Sano et al. Page 507

Hematopoietic cells have well-documented roles in guiding the establishment and progression of cancer, with myeloid and lymphoid cells among the best-characterized in this setting. The role of erythroid cells in tumor biology has received less attention, but emerging evidence suggests that they too are involved. In this study, Sano and colleagues detail a series of multi-organ tumor-host interactions that result in increased erythropoietin production in the kidneys and subsequent expansion of immature red blood cell populations in mice. These cells harbor intact nuclei and markers of incomplete differentiation, as well as expression of multiple immunosuppressive markers including the immune checkpoint protein PD-L1. The authors noted that the immature erythroid cells localized to tumor tissue, where they exerted a pro-tumorigenic effect: blockade of erythropoietin with neutralizing antibodies ablated the induction of the tumor-responsive immature erythroid cells and impeded tumor growth. These observations support a functional role for erythroid cells in the control of tumor progression which could feasibly be targeted for clinical benefit.

Alhalabi et al. Page 395

Metastatic bladder cancer (mBC) patients face dismal outcomes and lack options for targeted therapy, particularly those that are resistant to platinum-based chemotherapy. Here, Alhalabi and colleagues employ genome sequencing of tumor tissue and/or circulating tumor DNA in Phase 1 mBC clinical trial participants whose tumors had progressed to a platinum-refractory stage. Recurrent mutations were discovered in TP53, ERBB2, PIK3CA, FGFR3, and ARID1A, some of which were targetable with experimental therapeutics. Notably, TP53 and FGFR3 mutations were nearly mutually exclusive and represented divergent outcomes: patients harboring TP53 mutations experienced faster disease progression, whereas FGFR3- and ERBB2-mutant tumors responded to targeted therapeutics and were associated with longer progression-free survival. Taken together, the data indicate an effective prognostic role for genome sequencing and personalized medicine in mBC patients whose tumors have progressed following platinum-based chemotherapeutic regimens.

Penney et al. Page 475

The Gleason score is a longstanding histological tool used in the diagnosis and monitoring of prostate cancer. While informative, Gleason grading requires multiple invasive biopsies which are subject to sampling bias and subjective grading of histological features. Thus, next-generation pathobiological screening techniques are needed to guide treatment decisions—particularly during active surveillance of indolent prostate cancer. Here, Penney and colleagues report on the metabolomic features of prostate cancer tissue and patient serum, employing artificial intelligence and machine learning to establish metabolite profiles associated with Gleason grade. The authors found that computational analysis was able to effectively differentiate between tumor and normal tissue based on a 25-metabolite signature.
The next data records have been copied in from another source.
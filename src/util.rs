use crate::config::{AiConfig, Config, Styles};
use crate::consts;
use crate::options::Options;
use enum_map::Enum;
use ratatui::layout::{Flex, Layout, Rect, Size};

/// Settings shared by every screen for the lifetime of the program
#[derive(Clone, Debug, Default, PartialEq)]
pub(crate) struct Globals {
    /// The gameplay options currently selected in the main menu
    pub(crate) options: Options,

    /// Tuning for the rival snake
    pub(crate) ai: AiConfig,

    pub(crate) styles: Styles,
}

impl From<&Config> for Globals {
    fn from(config: &Config) -> Globals {
        Globals {
            options: config.options,
            ai: config.ai,
            styles: config.styles,
        }
    }
}

pub(crate) trait EnumExt: Enum {
    fn iter() -> impl Iterator<Item = Self> {
        (0..Self::LENGTH).map(Self::from_usize)
    }

    fn min() -> Self {
        Self::from_usize(0)
    }

    fn max() -> Self {
        Self::from_usize(Self::LENGTH - 1)
    }

    fn next(self) -> Option<Self> {
        let i = self.into_usize() + 1;
        (i < Self::LENGTH).then(|| Self::from_usize(i))
    }

    fn prev(self) -> Option<Self> {
        self.into_usize().checked_sub(1).map(Self::from_usize)
    }
}

impl<T: Enum> EnumExt for T {}

pub(crate) fn get_display_area(buffer_area: Rect) -> Rect {
    center_rect(buffer_area, consts::DISPLAY_SIZE)
}

/// Return a `Rect` of the given size centered within `area`.  If `size` is
/// larger than `area` in either dimension, the result is clipped to `area`.
pub(crate) fn center_rect(area: Rect, size: Size) -> Rect {
    let [rect] = Layout::horizontal([size.width])
        .flex(Flex::Center)
        .areas(area);
    let [rect] = Layout::vertical([size.height])
        .flex(Flex::Center)
        .areas(rect);
    rect
}

#[cfg(test)]
mod tests {
    use super::*;
    use rstest::rstest;

    #[derive(Clone, Copy, Debug, Enum, Eq, PartialEq)]
    enum Trio {
        One,
        Two,
        Three,
    }

    #[test]
    fn enum_iter() {
        assert_eq!(
            Trio::iter().collect::<Vec<_>>(),
            [Trio::One, Trio::Two, Trio::Three]
        );
    }

    #[rstest]
    #[case(Trio::One, Some(Trio::Two), None)]
    #[case(Trio::Two, Some(Trio::Three), Some(Trio::One))]
    #[case(Trio::Three, None, Some(Trio::Two))]
    fn enum_neighbors(#[case] value: Trio, #[case] next: Option<Trio>, #[case] prev: Option<Trio>) {
        assert_eq!(value.next(), next);
        assert_eq!(value.prev(), prev);
    }

    #[test]
    fn enum_bounds() {
        assert_eq!(Trio::min(), Trio::One);
        assert_eq!(Trio::max(), Trio::Three);
    }

    #[rstest]
    #[case(Rect::new(0, 0, 80, 24), Size::new(78, 20), Rect::new(1, 2, 78, 20))]
    #[case(Rect::new(0, 0, 80, 24), Size::new(80, 24), Rect::new(0, 0, 80, 24))]
    #[case(Rect::new(10, 5, 20, 10), Size::new(10, 4), Rect::new(15, 8, 10, 4))]
    fn test_center_rect(#[case] area: Rect, #[case] size: Size, #[case] expected: Rect) {
        assert_eq!(center_rect(area, size), expected);
    }
}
While some metabolites were differentially enriched in low versus high Gleason scores, larger studies will be needed to refine signatures to infer the presence of occult high-grade prostate tumors. The authors therefore suggest that it is feasible to incorporate metabolomic profiles and machine learning in prostate cancer diagnosis. They further propose that key analytical challenges remain which should be addressed in future studies of metabolomic pathobiology.

Lazdun et al. Page 498

Mutations arising in endogenous genes over the course of tumor development and progression—termed “neoantigens”—are key to the proper function of tumor immunosurveillance and clearance. However, not all neoantigens provoke a robust immune response: because of the differences in how peptides interact with a patient's antigen presentation machinery, only certain neoantigens are predicted to be immunogenic enough to efficiently activate the immune system. In this study, Lazdun and colleagues reveal a new pipeline for predicting and validating immunogenic mutations using exome sequencing. Peptide neoantigens identified from sequencing data were modeled in the context of the antigen presentation machinery, then pulsed onto antigen-presenting cells. Co-culture experiments with CD8+ T cells and downstream functional assays were then performed for each neoantigen. The authors report that this pipeline efficiently identified immunogenic neoantigens whose expression in bladder tumors marked patients who were likely to respond to anti-PD-L1 immune checkpoint blockade.